We passed under a jagged ledge encrusted with icicles. It was just above freezing that day, and the icicles were melting. Droplets of water fell down the rocks, sounding like a gentle spring rain. Winter was almost over.
As we basked in the sounds of the mountain, we both agreed that this was the kind of thing we wanted to use our bodies for: making our way through the world and experiencing things with our miraculous senses. I thrilled at the touch of the wind on my skin and the sound of the melting ice. We were both giddy. I may have even hopped and skipped along in a frolicsome manner.
And this, to me, the opposite of gender dysphoria.
Up there on the mountain, I was not trying to express any particular gender, any image of masculinity or femininity, through my voice, my movements, my posture.
I didn’t worry about the curve of my hips, as I used to, scrutinizing my silhouette in the mirror. How could I begrudge my strong hips and low center of gravity that had just helped me propel myself up the mountain?
I didn’t begrudge the ungainly boniness of my shoulders and arms, as I sometimes have in the past. How can I resent my arms, which caught me and steadied me a dozen times when I slipped?
I didn’t worry how the passing hikers saw me, what gender they perceived me as, what they thought of my body, if my voice sounded weird. It didn’t matter. We were just people, making our way across uncertain terrain.
So. If I were to try to express a feeling that is the opposite of gender dysphoria, it is something like this: the feeling of being tired, triumphant, and sore, having climbed a mountain and come back again.
I am grateful to my body, and sorry for the various wounds that I have inflicted upon it. Life in a female body - indeed, life in any human body - is filled with suffering, anxiety, vulnerability, and pain. Gender dysphoria is one facet of that universal fact of life. I no longer consider it a good reason to drastically modify my one and only body.

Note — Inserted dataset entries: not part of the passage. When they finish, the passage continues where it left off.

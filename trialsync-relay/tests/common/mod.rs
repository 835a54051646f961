// SPDX-FileCopyrightText: 2026 Mattia Egloff <mattia.egloff@pm.me>
//
// SPDX-License-Identifier: GPL-3.0-or-later

//! Common Test Utilities
//!
//! In-memory relay state on a fixed clock.

#![allow(dead_code)]

use std::sync::Arc;

use time::macros::datetime;
use time::OffsetDateTime;
use trialsync_core::temporal::FixedClock;
use trialsync_relay::audit::{AuditStore, MemoryAuditStore};
use trialsync_relay::binder::DeviceBinder;
use trialsync_relay::config::{RelayConfig, StorageBackend};
use trialsync_relay::db::RelayDb;
use trialsync_relay::http::HttpState;
use trialsync_relay::tokens::TokenRegistry;

pub const PATIENT: &str = "patient-001";
pub const DEVICE: &str = "device-aaa";
pub const OTHER_DEVICE: &str = "device-bbb";
pub const ADMIN_TOKEN: &str = "admin-secret";

pub const NOW: OffsetDateTime = datetime!(2026-01-05 18:00 UTC);

pub fn test_clock() -> Arc<FixedClock> {
    Arc::new(FixedClock::new(NOW))
}

pub fn memory_config() -> RelayConfig {
    RelayConfig {
        storage_backend: StorageBackend::Memory,
        admin_token: Some(ADMIN_TOKEN.into()),
        ..RelayConfig::default()
    }
}

/// Relay state over in-memory stores.
pub fn test_state(clock: Arc<FixedClock>) -> HttpState {
    trialsync_relay::build_state(&memory_config(), clock).unwrap()
}

pub struct BinderFixture {
    pub binder: DeviceBinder,
    pub audit: Arc<MemoryAuditStore>,
    pub clock: Arc<FixedClock>,
}

pub fn binder_fixture() -> BinderFixture {
    let db = Arc::new(RelayDb::in_memory().unwrap());
    let audit = Arc::new(MemoryAuditStore::new());
    let clock = test_clock();
    let binder = DeviceBinder::new(
        db.clone(),
        TokenRegistry::new(db),
        audit.clone() as Arc<dyn AuditStore>,
        clock.clone(),
    );
    BinderFixture {
        binder,
        audit,
        clock,
    }
}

I no longer think there is an internal, hidden, better me waiting to be freed through surgery, starvation, or injections.
At the end of the day, I am my body. Any frustration I take out on my own flesh is a rebuke to my own being. I learned this the hard way.
Now, to be clear: I’m not trying to say that mountain climbing is a widely-applicable treatment for gender dysphoria. Not at all. Gender dysphoria is a deeply personal kind of suffering, and I can only speak for myself.
But standing on top of Breakneck Ridge with my love, tired and ecstatic, ears numb from the cold, looking at a view we literally clawed our way up to see, I felt at peace in my body and at home in the world.